Posted by sparkle7 (Member # 10397) on :
I guess they changed their payment plan. I went through $10 grand in a few months. It was nice that they recognized Fibro as a real illness. I went about 6 years ago & it was hard to get any straight answers about Fibro back then.
They sold me lots of overpriced supplements, injections, & drips & I got nowhere.
They told me that I had Lyme & not Fibro. I tried treating Lyme but got nowhere with that, too. I don't think I actually had Lyme or Fibro. I think the root of my problem is parasites.
I took an $11 anti-parasite supplement & got really far with it. I wish I tried this 16 years ago! Lyme (and co-infections) are really tricky since the tests aren't accurate. The symptoms are similar to alot of different illnesses.
Good luck!
Posted by Darla123 (Member # 31815) on :
Hi Im having lots of pain and began last week with spasms in my neck and back. Does Lymes cause muscle spasms as well?? So for I havnt taken any meds for pain but wow these spasms or terrible any advice would be appreciated. Thanks
Posted by lymeboy (Member # 24769) on :
Bart causes a lot of muscle twitching. I had HORRENDOUS muscle twitching until I treated Bart. It is said that treating Bart is key to getting to the next level. I know it was for me.

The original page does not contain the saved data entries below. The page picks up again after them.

//! Ticket error types and result alias.
//!
//! Every failure that the ticket model itself can detect is expressed as a
//! [`TicketError`]. Registry and orchestration layers wrap these errors
//! rather than re-inventing them, so a caller can always match on the
//! ticket-level cause.
//!
//! # Error Types
//!
//! - [`TicketError::NotFound`] - ID absent, or expired and already reaped
//! - [`TicketError::Expired`] - ticket present but its policy says expired
//! - [`TicketError::InvalidType`] - stored ticket lacks the requested capability
//! - [`TicketError::AlreadyConsumed`] - single-use ticket was already redeemed
//! - [`TicketError::ServiceMismatch`] - ticket was granted for a different service
//! - [`TicketError::ProxyGrantingTicketAlreadyIssued`] - a service ticket may spawn one PGT
//! - [`TicketError::InvalidId`] - identifier does not follow the ticket ID format
//!
//! # Example
//!
//! ```
//! use cas_ticket::{TicketError, TicketResult};
//!
//! fn lookup(id: &str) -> TicketResult<()> {
//!     Err(TicketError::not_found(id))
//! }
//!
//! assert!(lookup("ST-1").unwrap_err().is_invalid_ticket());
//! ```

use thiserror::Error;

use crate::ticket::TicketKind;

/// Result type alias for ticket operations.
pub type TicketResult<T> = Result<T, TicketError>;

/// Errors raised by ticket grants, validation and identifier parsing.
///
/// # Non-exhaustive
///
/// New variants may be added in minor releases. Downstream match expressions
/// must include a wildcard arm.
#[derive(Debug, Clone, PartialEq, Eq, Error)]
#[non_exhaustive]
pub enum TicketError {
    /// No live ticket exists under this ID.
    #[error("Ticket not found: {id}")]
    NotFound {
        /// The ticket ID that was looked up.
        id: String,
    },

    /// The ticket exists but its expiration policy reports it expired.
    #[error("Ticket expired: {id}")]
    Expired {
        /// The expired ticket's ID.
        id: String,
    },

    /// The stored ticket does not satisfy the requested capability.
    #[error("Ticket {id} is a {actual}, expected {expected}")]
    InvalidType {
        /// The ticket ID.
        id: String,
        /// The capability the caller asked for.
        expected: TicketKind,
        /// The kind actually stored under the ID.
        actual: TicketKind,
    },

    /// A single-use ticket has already been redeemed.
    #[error("Ticket already consumed: {id}")]
    AlreadyConsumed {
        /// The consumed ticket's ID.
        id: String,
    },

    /// The ticket was granted for a different service than the one presenting it.
    #[error("Ticket {id} was not issued for service {requested}")]
    ServiceMismatch {
        /// The ticket ID.
        id: String,
        /// The service the ticket was granted for.
        granted: String,
        /// The service that presented the ticket.
        requested: String,
    },

    /// The service ticket already produced a proxy-granting ticket.
    #[error("Ticket {id} already granted a proxy-granting ticket")]
    ProxyGrantingTicketAlreadyIssued {
        /// The service ticket ID.
        id: String,
    },

    /// The identifier does not match `<PREFIX>-<SEQUENCE>-<RANDOM>[-<SUFFIX>]`.
    #[error("Invalid ticket ID: {id}")]
    InvalidId {
        /// The rejected identifier.
        id: String,
    },
}

impl TicketError {
    /// Creates a new `NotFound` error.
    #[must_use]
    pub fn not_found(id: impl Into<String>) -> Self {
        Self::NotFound { id: id.into() }
    }

    /// Creates a new `Expired` error.
    #[must_use]
    pub fn expired(id: impl Into<String>) -> Self {
        Self::Expired { id: id.into() }
    }

    /// Creates a new `InvalidType` error.
    #[must_use]
    pub fn invalid_type(id: impl Into<String>, expected: TicketKind, actual: TicketKind) -> Self {
        Self::InvalidType { id: id.into(), expected, actual }
    }

    /// Creates a new `AlreadyConsumed` error.
    #[must_use]
    pub fn already_consumed(id: impl Into<String>) -> Self {
        Self::AlreadyConsumed { id: id.into() }
    }

    /// Creates a new `ServiceMismatch` error.
    #[must_use]
    pub fn service_mismatch(
        id: impl Into<String>,
        granted: impl Into<String>,
        requested: impl Into<String>,
    ) -> Self {
        Self::ServiceMismatch { id: id.into(), granted: granted.into(), requested: requested.into() }
    }

    /// Creates a new `ProxyGrantingTicketAlreadyIssued` error.
    #[must_use]
    pub fn proxy_granting_ticket_already_issued(id: impl Into<String>) -> Self {
        Self::ProxyGrantingTicketAlreadyIssued { id: id.into() }
    }

    /// Creates a new `InvalidId` error.
    #[must_use]
    pub fn invalid_id(id: impl Into<String>) -> Self {
        Self::InvalidId { id: id.into() }
    }

    /// Returns the ID of the ticket this error concerns.
    #[must_use]
    pub fn ticket_id(&self) -> &str {
        match self {
            Self::NotFound { id }
            | Self::Expired { id }
            | Self::InvalidType { id, .. }
            | Self::AlreadyConsumed { id }
            | Self::ServiceMismatch { id, .. }
            | Self::ProxyGrantingTicketAlreadyIssued { id }
            | Self::InvalidId { id } => id,
        }
    }

    /// Returns `true` for errors that the validation protocol reports as an
    /// invalid ticket (as opposed to a service or type problem).
    #[must_use]
    pub fn is_invalid_ticket(&self) -> bool {
        matches!(
            self,
            Self::NotFound { .. }
                | Self::Expired { .. }
                | Self::AlreadyConsumed { .. }
                | Self::InvalidId { .. }
        )
    }
}

/// Errors raised while validating configuration values.
///
/// Returned by the `build()` methods of the configuration builders in this
/// workspace when a field falls outside its permitted range.
#[derive(Debug, Clone, PartialEq, Eq, Error)]
#[non_exhaustive]
pub enum ConfigError {
    /// A numeric or duration field is below its minimum.
    #[error("{field} must be at least {min}, got {value}")]
    BelowMinimum {
        /// Name of the offending field.
        field: &'static str,
        /// The rejected value, rendered for display.
        value: String,
        /// The minimum accepted value, rendered for display.
        min: String,
    },

    /// A field holds a value that is not acceptable for another reason.
    #[error("invalid {field}: {reason}")]
    Invalid {
        /// Name of the offending field.
        field: &'static str,
        /// Why the value was rejected.
        reason: String,
    },
}

impl ConfigError {
    /// Creates a new `Invalid` error.
    #[must_use]
    pub fn invalid(field: &'static str, reason: impl Into<String>) -> Self {
        Self::Invalid { field, reason: reason.into() }
    }
}

#[cfg(test)]
#[allow(clippy::unwrap_used, clippy::expect_used)]
mod tests {
    use super::*;

    #[test]
    fn test_display_messages() {
        assert_eq!(TicketError::not_found("ST-1-abc").to_string(), "Ticket not found: ST-1-abc");
        assert_eq!(
            TicketError::invalid_type("ST-1", TicketKind::TicketGranting, TicketKind::Service)
                .to_string(),
            "Ticket ST-1 is a service ticket, expected ticket-granting ticket"
        );
    }

    #[test]
    fn test_ticket_id_accessor() {
        let err = TicketError::service_mismatch("ST-9", "https://a", "https://b");
        assert_eq!(err.ticket_id(), "ST-9");
    }

    #[test]
    fn test_invalid_ticket_classification() {
        assert!(TicketError::expired("TGT-1").is_invalid_ticket());
        assert!(TicketError::already_consumed("ST-1").is_invalid_ticket());
        assert!(!TicketError::service_mismatch("ST-1", "a", "b").is_invalid_ticket());
        assert!(
            !TicketError::invalid_type("ST-1", TicketKind::TicketGranting, TicketKind::Service)
                .is_invalid_ticket()
        );
    }
}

Posted by t9im (Member # 25489) on :
Darla123:
Your symptoms sound like lyme. I would recommend a decent LLMD exam with a Igenex WB plus a co infection pannel.
If you have lyme odds favor another TBD as well.
Posted by Jennifer70 (Member # 30280) on :
Darla I had horrible muscle spasms and twitching...even my whole body would jerk on it's own when I would lay down at night.
Lyme must cause some of that because although I still have it somewhat ..that's gotten alot better just by treating the lyme. I haven't started on coinfections yet.
Posted by mom2kids (Member # 31972) on :
I knew somebody that spent $27,000 in less than a year at one of those centers and was not any better. I have heard very few good things about them so IMO I would be cautious.
Posted by Toppers (Member # 20083) on :
I blew $700 at a local one and am grateful that's all. This experts idea of Lyme treatment was 100 mg doxy x2 for everything. Lame places
Posted by Jennifer70 (Member # 30280) on :
Wow! ok Im definitely cancelling my appt, thanks y'all. I need to do more research on my own about adrenal issues, weight gain and thyroid, and lyme......i have such a hard time reading, I get so dizzy.
Im so desperate to get my metabolism back to normal....fix my fatigue...and reverse this weight gain!
I live in a really bad state, there's no one that knows anything about lyme here.
Posted by sandim (Member # 30251) on :
I went there for a year. The doctor I saw was pretty good, but a lot of shady things happened while I was there. They went through 2 receptionists, 2 managers, 1 doctor and 3 nurses. I advise people to go somewhere else.